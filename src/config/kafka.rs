//! Kafka Configuration
//!
//! Broker list, security and consumer-group settings for the Kafka side
//! of the bridge.

use serde::Deserialize;

/// Truststore holding the CA material for broker verification
#[derive(Debug, Clone, Deserialize, Default)]
#[serde(default)]
pub struct KafkaTruststoreConfig {
    pub location: String,
    pub password: String,
}

/// Keystore holding the client certificate and key for mutual TLS
#[derive(Debug, Clone, Deserialize, Default)]
#[serde(default)]
pub struct KafkaKeystoreConfig {
    pub location: String,
    pub password: String,
    #[serde(default)]
    pub key_password: String,
}

/// SSL material locations
#[derive(Debug, Clone, Deserialize, Default)]
#[serde(default)]
pub struct KafkaSslConfig {
    pub truststore: KafkaTruststoreConfig,
    pub keystore: KafkaKeystoreConfig,
}

/// Security settings. `protocol` is `PLAINTEXT` or `SSL`.
#[derive(Debug, Clone, Deserialize)]
#[serde(default)]
pub struct KafkaSecurityConfig {
    #[serde(default = "default_protocol")]
    pub protocol: String,
    pub ssl: KafkaSslConfig,
}

fn default_protocol() -> String {
    "PLAINTEXT".to_string()
}

impl Default for KafkaSecurityConfig {
    fn default() -> Self {
        Self {
            protocol: default_protocol(),
            ssl: KafkaSslConfig::default(),
        }
    }
}

impl KafkaSecurityConfig {
    /// Whether the configured protocol requires TLS material
    pub fn uses_ssl(&self) -> bool {
        self.protocol.eq_ignore_ascii_case("SSL")
    }
}

/// Consumer-group settings
#[derive(Debug, Clone, Deserialize)]
#[serde(default)]
pub struct KafkaConsumerConfig {
    #[serde(default = "default_group_id")]
    pub group_id: String,
}

fn default_group_id() -> String {
    "gom2k-bridge".to_string()
}

impl Default for KafkaConsumerConfig {
    fn default() -> Self {
        Self {
            group_id: default_group_id(),
        }
    }
}

/// Complete Kafka-side configuration
#[derive(Debug, Clone, Deserialize, Default)]
#[serde(default)]
pub struct KafkaConfig {
    /// Bootstrap brokers as `host:port` entries
    pub brokers: Vec<String>,
    pub security: KafkaSecurityConfig,
    pub consumer: KafkaConsumerConfig,
}

impl KafkaConfig {
    /// Comma-joined bootstrap server list in the form librdkafka expects
    pub fn bootstrap_servers(&self) -> String {
        self.brokers.join(",")
    }
}
//! Kafka Client Module
//!
//! Producer and consumer wrappers over rdkafka, with lazy topic creation
//! on the produce path and prefix-based topic discovery on the consume
//! path.

use serde::{Serialize, Serializer};

mod consumer;
mod producer;

pub use consumer::KafkaConsumer;
pub use producer::KafkaProducer;

/// A Kafka record as produced or consumed by the bridge. The key is the
/// UTF-8 encoding of the original MQTT topic and the value carries the
/// JSON envelope.
#[derive(Debug, Clone, Serialize)]
pub struct KafkaRecord {
    pub topic: String,
    pub key: String,
    #[serde(serialize_with = "serialize_value")]
    pub value: Vec<u8>,
}

fn serialize_value<S: Serializer>(value: &[u8], serializer: S) -> Result<S::Ok, S::Error> {
    serializer.serialize_str(&String::from_utf8_lossy(value))
}

/// Error type for Kafka client operations
#[derive(Debug)]
pub enum KafkaError {
    /// Client construction or connection failed
    Connect(String),
    /// Producing a record failed
    Produce(String),
    /// Consuming a record failed
    Consume(String),
    /// Admin operation (metadata, topic creation) failed
    Admin(String),
}

impl std::fmt::Display for KafkaError {
    fn fmt(&self, f: &mut std::fmt::Formatter<'_>) -> std::fmt::Result {
        match self {
            KafkaError::Connect(msg) => write!(f, "Connect error: {}", msg),
            KafkaError::Produce(msg) => write!(f, "Produce error: {}", msg),
            KafkaError::Consume(msg) => write!(f, "Consume error: {}", msg),
            KafkaError::Admin(msg) => write!(f, "Admin error: {}", msg),
        }
    }
}

impl std::error::Error for KafkaError {}
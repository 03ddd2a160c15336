//! Kafka Consumer
//!
//! Discovers topics carrying the configured bridge prefix and reads from
//! the first one through a consumer-group reader starting at the latest
//! offset. Topics created after startup are not picked up; rediscovery
//! requires a restart.

use std::collections::BTreeSet;
use std::time::Duration;

use rdkafka::config::ClientConfig;
use rdkafka::consumer::{BaseConsumer, Consumer, StreamConsumer};
use rdkafka::Message;
use tracing::{info, warn};

use crate::config::{BridgeConfig, KafkaConfig};

use super::producer::apply_security;
use super::{KafkaError, KafkaRecord};

const METADATA_TIMEOUT: Duration = Duration::from_secs(10);

/// Kafka consumer bound to a single prefix-matching topic.
pub struct KafkaConsumer {
    kafka: KafkaConfig,
    bridge: BridgeConfig,
    consumer: Option<StreamConsumer>,
    topics: Vec<String>,
}

impl KafkaConsumer {
    /// Create a new consumer; no connection is made until `connect`.
    pub fn new(kafka: &KafkaConfig, bridge: &BridgeConfig) -> Self {
        Self {
            kafka: kafka.clone(),
            bridge: bridge.clone(),
            consumer: None,
            topics: Vec::new(),
        }
    }

    /// Discover prefix-matching topics and open a group reader against the
    /// first one.
    pub fn connect(&mut self) -> Result<(), KafkaError> {
        info!(
            "Connecting Kafka consumer with brokers: {:?}",
            self.kafka.brokers
        );

        let mut discovered = self.discover_topics()?;
        let prefix = &self.bridge.mapping.kafka_prefix;

        if discovered.is_empty() {
            warn!(
                "No existing Kafka topics found with prefix '{}'; this is normal \
                 for a new deployment",
                prefix
            );
            // Placeholder so startup succeeds before any topic exists
            discovered = vec![format!("{}.sensor", prefix)];
        }

        // The reader consumes a single topic; the rest of the discovery
        // list is kept for status reporting only.
        let topic_to_consume = discovered[0].clone();
        self.topics = discovered;

        info!(
            "Discovered {} Kafka topic(s) with prefix '{}', consuming from: {}",
            self.topics.len(),
            prefix,
            topic_to_consume
        );

        let mut client_config = ClientConfig::new();
        client_config.set("bootstrap.servers", self.kafka.bootstrap_servers());
        client_config.set("group.id", &self.kafka.consumer.group_id);
        client_config.set("auto.offset.reset", "latest");
        client_config.set("fetch.min.bytes", "1");
        client_config.set("fetch.max.bytes", "10485760");
        client_config.set("fetch.wait.max.ms", "1000");
        apply_security(&mut client_config, &self.kafka);

        let consumer: StreamConsumer = client_config
            .create()
            .map_err(|e| KafkaError::Connect(format!("failed to create consumer: {}", e)))?;
        consumer
            .subscribe(&[topic_to_consume.as_str()])
            .map_err(|e| {
                KafkaError::Connect(format!("failed to subscribe to {}: {}", topic_to_consume, e))
            })?;

        self.consumer = Some(consumer);
        info!("Kafka consumer connected");
        Ok(())
    }

    /// Block until the next record is available. Cancellation-safe; the
    /// caller races this against its shutdown signal.
    pub async fn read(&self) -> Result<KafkaRecord, KafkaError> {
        let consumer = self
            .consumer
            .as_ref()
            .ok_or_else(|| KafkaError::Connect("consumer not connected".to_string()))?;

        let message = consumer
            .recv()
            .await
            .map_err(|e| KafkaError::Consume(format!("failed to read message: {}", e)))?;

        Ok(KafkaRecord {
            topic: message.topic().to_string(),
            key: message
                .key()
                .map(|k| String::from_utf8_lossy(k).into_owned())
                .unwrap_or_default(),
            value: message.payload().map(|p| p.to_vec()).unwrap_or_default(),
        })
    }

    /// Release the reader.
    pub fn close(&mut self) {
        if let Some(consumer) = self.consumer.take() {
            info!("Closing Kafka consumer");
            consumer.unsubscribe();
        }
    }

    /// Topics discovered at connect time (the reader consumes the first).
    pub fn topics(&self) -> &[String] {
        &self.topics
    }

    /// Fetch cluster metadata through a short-lived admin connection and
    /// return the topic names carrying the bridge prefix.
    fn discover_topics(&self) -> Result<Vec<String>, KafkaError> {
        let mut client_config = ClientConfig::new();
        client_config.set("bootstrap.servers", self.kafka.bootstrap_servers());
        apply_security(&mut client_config, &self.kafka);

        let probe: BaseConsumer = client_config.create().map_err(|e| {
            KafkaError::Admin(format!("failed to create discovery connection: {}", e))
        })?;

        let metadata = probe
            .fetch_metadata(None, METADATA_TIMEOUT)
            .map_err(|e| KafkaError::Admin(format!("failed to read partitions: {}", e)))?;

        let prefix = &self.bridge.mapping.kafka_prefix;
        let names: BTreeSet<String> = metadata
            .topics()
            .iter()
            .map(|t| t.name().to_string())
            .filter(|name| name.starts_with(prefix.as_str()))
            .collect();

        for name in &names {
            info!("  discovered topic: {}", name);
        }
        Ok(names.into_iter().collect())
    }
}

impl std::fmt::Debug for KafkaConsumer {
    fn fmt(&self, f: &mut std::fmt::Formatter<'_>) -> std::fmt::Result {
        f.debug_struct("KafkaConsumer")
            .field("brokers", &self.kafka.brokers)
            .field("group_id", &self.kafka.consumer.group_id)
            .field("topics", &self.topics)
            .finish()
    }
}
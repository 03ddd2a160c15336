//! MQTT Client Module
//!
//! Wraps the rumqttc client for bridge use: connection management with
//! reconnect backoff, subscription restoration, publishing and a single
//! callback for received publications.

use chrono::{DateTime, Utc};
use serde::{Serialize, Serializer};

mod client;

pub use client::{expand_client_id, map_qos, qos_to_u8, MessageCallback, MqttClient};

/// An MQTT publication as received from or destined for the broker.
/// Created on reception and immutable thereafter.
#[derive(Debug, Clone, Serialize)]
pub struct MqttMessage {
    #[serde(rename = "mqtt_topic")]
    pub topic: String,
    #[serde(serialize_with = "serialize_payload")]
    pub payload: Vec<u8>,
    pub qos: u8,
    pub retained: bool,
    pub timestamp: DateTime<Utc>,
}

fn serialize_payload<S: Serializer>(payload: &[u8], serializer: S) -> Result<S::Ok, S::Error> {
    serializer.serialize_str(&String::from_utf8_lossy(payload))
}

/// Error type for MQTT client operations
#[derive(Debug)]
pub enum MqttError {
    /// Connection to the broker failed or was lost
    Connection(String),
    /// Operation timed out
    Timeout,
    /// Broker rejected the operation
    Rejected(String),
    /// Publish failed
    Publish(String),
    /// Subscribe failed
    Subscribe(String),
}

impl std::fmt::Display for MqttError {
    fn fmt(&self, f: &mut std::fmt::Formatter<'_>) -> std::fmt::Result {
        match self {
            MqttError::Connection(msg) => write!(f, "Connection error: {}", msg),
            MqttError::Timeout => write!(f, "Operation timed out"),
            MqttError::Rejected(msg) => write!(f, "Rejected: {}", msg),
            MqttError::Publish(msg) => write!(f, "Publish failed: {}", msg),
            MqttError::Subscribe(msg) => write!(f, "Subscribe failed: {}", msg),
        }
    }
}

impl std::error::Error for MqttError {}

#[cfg(test)]
mod tests {
    use super::*;

    #[test]
    fn test_message_serializes_with_envelope_field_names() {
        let msg = MqttMessage {
            topic: "sensor/room/temp".to_string(),
            payload: b"23.5".to_vec(),
            qos: 1,
            retained: true,
            timestamp: Utc::now(),
        };
        let json = serde_json::to_value(&msg).unwrap();
        assert_eq!(json["mqtt_topic"], "sensor/room/temp");
        assert_eq!(json["payload"], "23.5");
        assert_eq!(json["qos"], 1);
        assert_eq!(json["retained"], true);
        assert!(json["timestamp"].is_string());
    }
}
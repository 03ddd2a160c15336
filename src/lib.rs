//! gom2k - Bidirectional MQTT ↔ Kafka bridge
//!
//! Subscribes to configured MQTT topic filters and forwards each
//! publication to a deterministically-derived Kafka topic as a JSON
//! envelope; on the return path, consumes prefix-matching Kafka topics and
//! republishes the original MQTT publications. Built for IoT and telemetry
//! workloads where MQTT is the edge protocol and Kafka is the durable
//! fan-out substrate.

pub mod bridge;
pub mod config;
pub mod kafka;
pub mod mqtt;

pub use bridge::{
    BidirectionalBridge, BridgeError, BridgeStatus, DeadLetterQueue, Direction, DirectionStatus,
    KafkaToMqttBridge, MqttToKafkaBridge,
};
pub use config::{Config, ConfigError};
pub use kafka::{KafkaConsumer, KafkaError, KafkaProducer, KafkaRecord};
pub use mqtt::{MqttClient, MqttError, MqttMessage};
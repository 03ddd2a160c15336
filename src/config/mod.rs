//! Configuration Module
//!
//! Provides YAML-based configuration for the bridge with support for:
//! - MQTT broker, authentication, client and subscription settings
//! - Kafka broker, security and consumer-group settings
//! - Bridge behavior: topic mapping, direction flags, dead-letter queue
//! - Environment variable overrides (GOM2K__* prefix)

use std::path::{Path, PathBuf};

use config::{Environment, File, FileFormat};
use regex::Regex;
use serde::Deserialize;

// Re-export per-section config types
pub use bridge::{
    BridgeConfig, BridgeKafkaConfig, DeadLetterConfig, FeaturesConfig, LoggingConfig,
    MappingConfig, RetryConfig,
};
pub use kafka::{
    KafkaConfig, KafkaConsumerConfig, KafkaKeystoreConfig, KafkaSecurityConfig, KafkaSslConfig,
    KafkaTruststoreConfig,
};
pub use mqtt::{MqttAuthConfig, MqttBrokerConfig, MqttClientConfig, MqttConfig, MqttTopicsConfig};

mod bridge;
mod kafka;
mod mqtt;

#[cfg(test)]
mod tests;

/// Directory roots from which SSL keystore material may be loaded
const SSL_ALLOWED_DIRS: &[&str] = &["/etc/ssl", "/opt/kafka/ssl", "./ssl", "./certs", "./config/ssl"];

/// Substitute environment variables in a string.
/// Supports `${VAR}` and `${VAR:-default}` syntax.
fn substitute_env_vars(content: &str) -> String {
    let re = Regex::new(r"\$\{([^}:]+)(?::-([^}]*))?\}").unwrap();
    re.replace_all(content, |caps: &regex::Captures| {
        let var_name = &caps[1];
        let default = caps.get(2).map(|m| m.as_str()).unwrap_or("");
        std::env::var(var_name).unwrap_or_else(|_| default.to_string())
    })
    .to_string()
}

/// Configuration error types
#[derive(Debug)]
pub enum ConfigError {
    /// IO error reading config file
    Io(std::io::Error),
    /// Config crate error (parse or deserialize)
    Config(config::ConfigError),
    /// Validation error
    Validation(String),
}

impl std::fmt::Display for ConfigError {
    fn fmt(&self, f: &mut std::fmt::Formatter<'_>) -> std::fmt::Result {
        match self {
            ConfigError::Io(e) => write!(f, "IO error: {}", e),
            ConfigError::Config(e) => write!(f, "Config error: {}", e),
            ConfigError::Validation(msg) => write!(f, "Validation error: {}", msg),
        }
    }
}

impl std::error::Error for ConfigError {}

impl From<std::io::Error> for ConfigError {
    fn from(e: std::io::Error) -> Self {
        ConfigError::Io(e)
    }
}

impl From<config::ConfigError> for ConfigError {
    fn from(e: config::ConfigError) -> Self {
        ConfigError::Config(e)
    }
}

/// Root configuration structure
#[derive(Debug, Clone, Deserialize, Default)]
#[serde(default)]
pub struct Config {
    /// MQTT broker connection and subscription settings
    pub mqtt: MqttConfig,
    /// Kafka cluster connection and security settings
    pub kafka: KafkaConfig,
    /// Bridge operation and mapping settings
    pub bridge: BridgeConfig,
}

/// Resolve the configuration file path.
///
/// Precedence: `CONFIG_FILE` env var, then `$CONFIGS_DIR/config.yaml`,
/// then `./configs/config.yaml`.
pub fn config_path() -> PathBuf {
    if let Ok(path) = std::env::var("CONFIG_FILE") {
        if !path.is_empty() {
            return PathBuf::from(path);
        }
    }
    if let Ok(dir) = std::env::var("CONFIGS_DIR") {
        if !dir.is_empty() {
            return Path::new(&dir).join("config.yaml");
        }
    }
    PathBuf::from("./configs/config.yaml")
}

impl Config {
    /// Load configuration from a YAML file with environment variable overrides.
    ///
    /// Supports two forms of environment variable usage:
    /// 1. In-file substitution: `${VAR}` or `${VAR:-default}` syntax
    /// 2. Override via env vars: `GOM2K__` prefix with double underscores for
    ///    nesting, e.g. `GOM2K__MQTT__BROKER__HOST=broker.example.com`
    pub fn load<P: AsRef<Path>>(path: P) -> Result<Self, ConfigError> {
        Self::load_inner(path, false)
    }

    /// Load configuration for connectivity test modes. Skips the SSL path
    /// validation so tests can point at fixture material.
    pub fn load_for_testing<P: AsRef<Path>>(path: P) -> Result<Self, ConfigError> {
        Self::load_inner(path, true)
    }

    fn load_inner<P: AsRef<Path>>(path: P, test_mode: bool) -> Result<Self, ConfigError> {
        let path = path.as_ref();
        let content = std::fs::read_to_string(path).map_err(|e| {
            ConfigError::Validation(format!(
                "failed to read config file '{}': {}",
                path.display(),
                e
            ))
        })?;
        let substituted = substitute_env_vars(&content);

        let cfg = config::Config::builder()
            .add_source(File::from_str(&substituted, FileFormat::Yaml))
            .add_source(
                Environment::with_prefix("GOM2K")
                    .separator("__")
                    .try_parsing(true),
            )
            .build()?;

        let config: Config = cfg.try_deserialize()?;
        config.validate(test_mode)?;
        Ok(config)
    }

    /// Parse configuration from a YAML string (for testing, no env overrides)
    pub fn parse(content: &str) -> Result<Self, ConfigError> {
        let cfg = config::Config::builder()
            .add_source(File::from_str(content, FileFormat::Yaml))
            .build()?;
        let config: Config = cfg.try_deserialize()?;
        config.validate(true)?;
        Ok(config)
    }

    /// Validate the configuration.
    ///
    /// `test_mode` skips the SSL path allowlist so connectivity tests can
    /// run against fixture certificates.
    pub fn validate(&self, test_mode: bool) -> Result<(), ConfigError> {
        if self.mqtt.broker.host.is_empty() {
            return Err(ConfigError::Validation(
                "MQTT broker host is required".to_string(),
            ));
        }
        if self.mqtt.broker.port == 0 {
            return Err(ConfigError::Validation(
                "MQTT broker port is required".to_string(),
            ));
        }
        if self.mqtt.client.qos > 2 {
            return Err(ConfigError::Validation(
                "MQTT QoS must be 0, 1 or 2".to_string(),
            ));
        }

        if self.kafka.brokers.is_empty() {
            return Err(ConfigError::Validation(
                "at least one Kafka broker is required".to_string(),
            ));
        }
        for broker in &self.kafka.brokers {
            validate_broker_address(broker)?;
        }

        if self.kafka.security.uses_ssl() && !test_mode {
            let keystore = &self.kafka.security.ssl.keystore.location;
            if !keystore.is_empty() {
                validate_ssl_path(keystore)?;
            }
            let truststore = &self.kafka.security.ssl.truststore.location;
            if !truststore.is_empty() {
                validate_ssl_path(truststore)?;
            }
        }

        if !self.bridge.features.mqtt_to_kafka && !self.bridge.features.kafka_to_mqtt {
            return Err(ConfigError::Validation(
                "at least one bridge direction must be enabled".to_string(),
            ));
        }

        Ok(())
    }
}

/// Check that a Kafka broker address has the `host:port` shape
fn validate_broker_address(broker: &str) -> Result<(), ConfigError> {
    let (host, port) = broker.rsplit_once(':').ok_or_else(|| {
        ConfigError::Validation(format!(
            "invalid Kafka broker address '{}': expected host:port",
            broker
        ))
    })?;
    if host.is_empty() {
        return Err(ConfigError::Validation(format!(
            "invalid Kafka broker address '{}': empty host",
            broker
        )));
    }
    if port.parse::<u16>().map(|p| p == 0).unwrap_or(true) {
        return Err(ConfigError::Validation(format!(
            "invalid Kafka broker address '{}': bad port",
            broker
        )));
    }
    Ok(())
}

/// Check that an SSL material path sits under one of the allowed roots
fn validate_ssl_path(path: &str) -> Result<(), ConfigError> {
    let mut allowed: Vec<String> = SSL_ALLOWED_DIRS.iter().map(|d| d.to_string()).collect();
    if let Ok(home) = std::env::var("HOME") {
        allowed.push(format!("{}/.kafka/ssl", home));
        allowed.push(format!("{}/.ssl", home));
    }
    if path.contains("..") {
        return Err(ConfigError::Validation(format!(
            "SSL file path '{}' must not contain '..'",
            path
        )));
    }
    if allowed.iter().any(|dir| path.starts_with(dir.as_str())) {
        Ok(())
    } else {
        Err(ConfigError::Validation(format!(
            "SSL file path '{}' is outside the allowed directories",
            path
        )))
    }
}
##############################
WORK INSTRUCTION:
Review the preceding data and report every line that includes the string "publications".

YOUR SOLUTION:
//! callback for received publications.
//! republishes the original MQTT publications. Built for IoT and telemetry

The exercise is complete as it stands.